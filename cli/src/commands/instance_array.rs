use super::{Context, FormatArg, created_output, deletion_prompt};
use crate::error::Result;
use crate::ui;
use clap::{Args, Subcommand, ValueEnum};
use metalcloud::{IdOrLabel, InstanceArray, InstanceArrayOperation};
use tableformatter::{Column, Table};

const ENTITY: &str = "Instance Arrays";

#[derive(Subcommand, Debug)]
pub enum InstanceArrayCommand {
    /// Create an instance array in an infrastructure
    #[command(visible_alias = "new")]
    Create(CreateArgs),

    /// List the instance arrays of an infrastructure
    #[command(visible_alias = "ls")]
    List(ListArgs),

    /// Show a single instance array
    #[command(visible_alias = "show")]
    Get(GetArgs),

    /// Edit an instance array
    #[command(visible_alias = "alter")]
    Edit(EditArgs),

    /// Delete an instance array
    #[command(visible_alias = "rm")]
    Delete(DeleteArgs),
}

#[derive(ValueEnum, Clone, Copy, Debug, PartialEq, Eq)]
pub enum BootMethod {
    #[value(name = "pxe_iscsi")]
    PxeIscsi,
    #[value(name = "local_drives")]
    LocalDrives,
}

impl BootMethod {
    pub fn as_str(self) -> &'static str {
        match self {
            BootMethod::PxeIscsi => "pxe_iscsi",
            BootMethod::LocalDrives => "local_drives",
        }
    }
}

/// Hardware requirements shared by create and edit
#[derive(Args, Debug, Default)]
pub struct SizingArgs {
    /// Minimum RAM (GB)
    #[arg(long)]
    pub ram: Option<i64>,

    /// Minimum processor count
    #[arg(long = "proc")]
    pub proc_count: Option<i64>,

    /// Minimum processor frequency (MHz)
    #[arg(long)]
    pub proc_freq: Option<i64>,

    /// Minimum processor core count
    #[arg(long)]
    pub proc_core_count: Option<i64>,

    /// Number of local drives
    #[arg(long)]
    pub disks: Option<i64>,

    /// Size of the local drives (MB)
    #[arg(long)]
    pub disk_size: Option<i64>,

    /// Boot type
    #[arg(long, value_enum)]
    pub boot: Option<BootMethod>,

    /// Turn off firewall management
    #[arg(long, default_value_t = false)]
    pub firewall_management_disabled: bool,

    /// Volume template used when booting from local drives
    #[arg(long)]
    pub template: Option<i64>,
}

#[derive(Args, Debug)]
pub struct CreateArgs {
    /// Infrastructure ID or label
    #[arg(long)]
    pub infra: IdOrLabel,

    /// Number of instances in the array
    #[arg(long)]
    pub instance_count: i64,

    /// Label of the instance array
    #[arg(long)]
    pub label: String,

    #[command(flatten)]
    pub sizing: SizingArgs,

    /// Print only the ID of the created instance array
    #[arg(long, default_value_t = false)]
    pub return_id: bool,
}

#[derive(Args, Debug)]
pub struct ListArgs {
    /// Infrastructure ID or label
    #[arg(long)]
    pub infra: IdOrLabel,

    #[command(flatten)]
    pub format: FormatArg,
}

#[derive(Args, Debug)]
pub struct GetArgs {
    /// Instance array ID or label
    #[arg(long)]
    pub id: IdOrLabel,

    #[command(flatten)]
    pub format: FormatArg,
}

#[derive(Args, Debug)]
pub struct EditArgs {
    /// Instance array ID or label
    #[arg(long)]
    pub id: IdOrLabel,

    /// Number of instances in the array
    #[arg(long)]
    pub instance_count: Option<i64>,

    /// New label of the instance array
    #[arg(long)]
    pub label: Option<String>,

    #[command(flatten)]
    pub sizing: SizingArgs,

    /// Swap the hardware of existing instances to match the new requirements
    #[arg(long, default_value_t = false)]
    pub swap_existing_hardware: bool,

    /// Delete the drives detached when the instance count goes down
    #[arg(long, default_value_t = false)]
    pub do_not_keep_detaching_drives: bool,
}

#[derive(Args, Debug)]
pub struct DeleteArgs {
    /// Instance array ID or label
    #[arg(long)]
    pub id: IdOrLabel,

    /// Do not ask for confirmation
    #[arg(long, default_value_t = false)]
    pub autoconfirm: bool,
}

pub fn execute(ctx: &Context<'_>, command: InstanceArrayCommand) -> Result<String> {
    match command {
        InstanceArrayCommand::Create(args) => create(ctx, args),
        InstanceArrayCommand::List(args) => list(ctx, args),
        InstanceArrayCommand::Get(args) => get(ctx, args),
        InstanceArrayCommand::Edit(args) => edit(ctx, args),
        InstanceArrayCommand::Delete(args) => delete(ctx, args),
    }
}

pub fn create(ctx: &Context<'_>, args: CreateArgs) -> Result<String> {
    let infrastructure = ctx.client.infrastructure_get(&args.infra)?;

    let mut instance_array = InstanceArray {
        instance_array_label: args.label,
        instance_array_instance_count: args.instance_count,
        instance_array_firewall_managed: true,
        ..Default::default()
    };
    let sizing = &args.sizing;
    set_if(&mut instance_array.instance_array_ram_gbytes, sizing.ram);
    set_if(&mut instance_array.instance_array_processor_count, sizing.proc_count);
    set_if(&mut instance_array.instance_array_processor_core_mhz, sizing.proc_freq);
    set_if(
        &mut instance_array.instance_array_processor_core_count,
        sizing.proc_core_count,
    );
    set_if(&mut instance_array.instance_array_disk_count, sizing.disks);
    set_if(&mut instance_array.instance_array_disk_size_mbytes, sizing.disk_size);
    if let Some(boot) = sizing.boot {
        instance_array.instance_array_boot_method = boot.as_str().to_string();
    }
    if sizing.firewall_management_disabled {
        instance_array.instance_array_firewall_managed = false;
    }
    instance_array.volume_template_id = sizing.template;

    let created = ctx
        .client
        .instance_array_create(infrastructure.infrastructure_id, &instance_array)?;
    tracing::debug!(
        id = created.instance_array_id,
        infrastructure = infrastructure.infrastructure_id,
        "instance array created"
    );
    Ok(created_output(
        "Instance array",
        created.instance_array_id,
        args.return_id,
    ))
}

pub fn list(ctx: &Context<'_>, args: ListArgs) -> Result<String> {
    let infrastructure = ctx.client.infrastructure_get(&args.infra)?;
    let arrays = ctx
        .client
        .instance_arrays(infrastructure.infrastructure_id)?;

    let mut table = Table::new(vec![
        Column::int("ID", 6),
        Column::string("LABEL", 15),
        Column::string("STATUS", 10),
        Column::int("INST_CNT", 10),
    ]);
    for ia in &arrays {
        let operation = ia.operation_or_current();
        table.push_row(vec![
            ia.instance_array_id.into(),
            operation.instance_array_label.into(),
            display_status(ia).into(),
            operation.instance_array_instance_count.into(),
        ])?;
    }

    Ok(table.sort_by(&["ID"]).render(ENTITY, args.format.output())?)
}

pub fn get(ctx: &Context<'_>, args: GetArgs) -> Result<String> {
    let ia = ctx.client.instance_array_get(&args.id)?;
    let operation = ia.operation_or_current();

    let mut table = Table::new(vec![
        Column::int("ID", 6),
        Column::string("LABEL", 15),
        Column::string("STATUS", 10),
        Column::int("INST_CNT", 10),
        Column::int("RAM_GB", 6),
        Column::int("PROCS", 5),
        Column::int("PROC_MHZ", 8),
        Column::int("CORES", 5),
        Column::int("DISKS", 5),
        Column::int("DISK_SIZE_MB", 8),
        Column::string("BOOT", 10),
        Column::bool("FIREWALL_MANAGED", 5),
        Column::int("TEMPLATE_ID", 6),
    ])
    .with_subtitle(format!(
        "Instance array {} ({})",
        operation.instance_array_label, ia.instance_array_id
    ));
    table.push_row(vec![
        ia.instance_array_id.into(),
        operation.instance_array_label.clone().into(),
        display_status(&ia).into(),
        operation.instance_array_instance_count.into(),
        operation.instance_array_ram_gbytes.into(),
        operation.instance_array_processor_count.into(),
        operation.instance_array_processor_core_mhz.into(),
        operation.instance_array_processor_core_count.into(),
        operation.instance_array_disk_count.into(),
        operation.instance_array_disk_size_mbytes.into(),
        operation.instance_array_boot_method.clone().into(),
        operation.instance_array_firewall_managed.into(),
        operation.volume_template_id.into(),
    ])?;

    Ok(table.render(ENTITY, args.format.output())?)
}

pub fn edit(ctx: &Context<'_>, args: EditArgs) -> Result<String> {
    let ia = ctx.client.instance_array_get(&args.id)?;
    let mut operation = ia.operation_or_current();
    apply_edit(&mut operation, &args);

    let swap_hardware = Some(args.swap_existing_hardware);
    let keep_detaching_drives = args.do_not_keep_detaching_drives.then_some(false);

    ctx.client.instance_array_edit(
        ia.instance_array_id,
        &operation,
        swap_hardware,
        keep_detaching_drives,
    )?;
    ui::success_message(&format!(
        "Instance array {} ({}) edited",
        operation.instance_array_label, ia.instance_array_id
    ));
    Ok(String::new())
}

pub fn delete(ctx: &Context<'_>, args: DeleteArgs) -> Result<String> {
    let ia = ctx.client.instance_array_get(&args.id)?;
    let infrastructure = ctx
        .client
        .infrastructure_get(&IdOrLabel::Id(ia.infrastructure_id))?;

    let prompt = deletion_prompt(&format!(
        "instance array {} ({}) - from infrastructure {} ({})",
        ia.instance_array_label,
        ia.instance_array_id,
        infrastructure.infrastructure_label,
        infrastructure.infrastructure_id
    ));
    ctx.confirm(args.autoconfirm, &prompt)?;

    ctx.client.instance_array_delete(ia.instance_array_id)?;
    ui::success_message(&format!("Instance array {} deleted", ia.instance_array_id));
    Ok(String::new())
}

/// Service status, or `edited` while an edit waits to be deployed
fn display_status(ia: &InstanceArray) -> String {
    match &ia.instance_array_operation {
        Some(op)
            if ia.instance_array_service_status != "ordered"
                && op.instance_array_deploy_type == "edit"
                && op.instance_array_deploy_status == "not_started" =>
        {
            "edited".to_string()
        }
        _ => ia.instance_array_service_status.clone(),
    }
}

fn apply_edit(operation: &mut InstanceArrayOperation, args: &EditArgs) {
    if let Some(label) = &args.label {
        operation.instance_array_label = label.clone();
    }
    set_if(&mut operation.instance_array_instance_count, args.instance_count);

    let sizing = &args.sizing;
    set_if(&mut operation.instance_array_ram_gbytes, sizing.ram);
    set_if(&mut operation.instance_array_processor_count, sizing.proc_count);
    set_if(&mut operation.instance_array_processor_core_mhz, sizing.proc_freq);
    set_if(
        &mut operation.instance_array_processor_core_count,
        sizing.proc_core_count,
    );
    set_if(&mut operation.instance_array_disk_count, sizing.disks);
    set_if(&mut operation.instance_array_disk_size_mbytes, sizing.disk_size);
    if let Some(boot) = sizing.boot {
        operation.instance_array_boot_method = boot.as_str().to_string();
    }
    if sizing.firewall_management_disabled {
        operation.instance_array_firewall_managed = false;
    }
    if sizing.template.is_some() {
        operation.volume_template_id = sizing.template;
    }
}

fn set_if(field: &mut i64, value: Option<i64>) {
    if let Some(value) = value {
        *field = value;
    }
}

:: TASK TO CARRY OUT ::
Pull every line containing the word "requirements" out of the entries above.

:: EXERCISE RESPONSE ::
/// Hardware requirements shared by create and edit
    /// Swap the hardware of existing instances to match the new requirements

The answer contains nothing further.